What Is Driver’s License Parsing in Barcode Scanning?
When most people think of barcode scanning, they picture retail checkout. But modern scanners can also read the 2D PDF-417 barcode on the back of a U.S. driver’s license. When that scan is paired with barcode parsing, the result is structured, usable data instead of a long string of encoded text.
This is known as Driver’s License Parsing.
Scanners from Zebra Technologies are designed to read these barcodes and extract specific fields such as name, address, date of birth, license number, and expiration date. Instead of pushing raw data into your system, the scanner separates and formats the information so it can drop directly into the correct fields in your POS, registration, or warehouse application.
- What Is Driver’s License Parsing in Barcode Scanning?
- What Is Barcode Parsing?
- Why Businesses Choose to Scan Driver’s Licenses
- Age Verification Without Slowing Down Checkout
- Faster Front Counter Transactions
- Cleaner, More Reliable Data
- Implementation: What It Typically Involves
- The Operational Takeaway
What Is Barcode Parsing?
At a practical level, barcode parsing means the scanner does more than read the barcode. It interprets the structured data inside it and outputs only what your system needs. Without parsing enabled, scanning a driver’s license often produces a dense block of text that your software must interpret.
With parsing configured, the scanner can:
- Filter out unnecessary data
- Send fields in a specific order
- Match the formatting required by your application
For operations teams, this reduces integration work and eliminates extra handling on the software side.
Why Businesses Choose to Scan Driver’s Licenses
Most use cases fall into three practical categories: compliance, speed, and data accuracy.
Age Verification Without Slowing Down Checkout
Retailers selling regulated products must verify age consistently. Manually reading and typing a birthdate adds friction and increases the chance of human error.
When you scan driver’s licenses with parsing enabled, the date of birth automatically populates in the POS. The system performs the age check immediately, and the process becomes standardized across every shift and location. It is faster, and it creates a repeatable compliance workflow.
Faster Front Counter Transactions
In warehouse and distribution environments, driver’s license scanning is often used at:
- Will-call counters
- Equipment rental desks
- Visitor check-in stations
- Trade counter sales
Manually entering customer data slows throughput and creates bottlenecks, especially during peak hours. With Driver’s License Parsing, a single scan captures the necessary information in seconds. For warehouse managers focused on operational flow, this is a simple way to reduce wait times without changing staffing levels.
Cleaner, More Reliable Data
Operations leaders understand the downstream impact of bad data. Misspelled names, incorrect addresses, and inconsistent formatting can lead to duplicate records, delivery issues, or reporting gaps.
By combining barcode scanning with structured parsing rules, data is captured consistently every time. This reduces manual keying errors and supports cleaner records across systems.

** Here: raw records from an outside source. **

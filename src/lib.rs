// SPDX-License-Identifier: MPL-2.0
//! `iced_dashboard` provides role-gated dashboard components and a toast
//! notification system built with the Iced GUI framework.
//!
//! Access decisions live in [`access`] and never touch the UI, so they can
//! be tested on their own. The [`ui`] module renders gated content, denial
//! placeholders and toasts, and [`app`] wires everything into a demo
//! dashboard with Fluent localization and persisted preferences.

#![doc(html_root_url = "https://docs.rs/iced_dashboard/0.1.0")]

pub mod access;
pub mod app;
pub mod config;
pub mod diagnostics;
pub mod error;
pub mod i18n;
pub mod ui;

Implementation: What It Typically Involves
Deploying Driver’s License Parsing is usually straightforward. You need a 2D barcode scanner capable of reading PDF-417 barcodes and configuration tools to define which fields you want to extract.
With Zebra Technologies scanners, parsing can be configured to output only the data elements your system requires.
In most cases, this means:
- Selecting compatible hardware
- Configuring parsing rules
- Mapping output fields to your existing software
For operations teams, this keeps the change manageable. There is no need for a major system overhaul, just a smarter way to capture ID data.

The Operational Takeaway
If your environment requires identity verification, age checks, or fast customer intake, investing in a scanner that supports Driver’s License Parsing is a practical improvement.
It reduces manual entry, standardizes compliance workflows, and improves data quality. For warehouse managers and operations leaders, it is not about adding new complexity. It is about removing friction from processes that happen every day.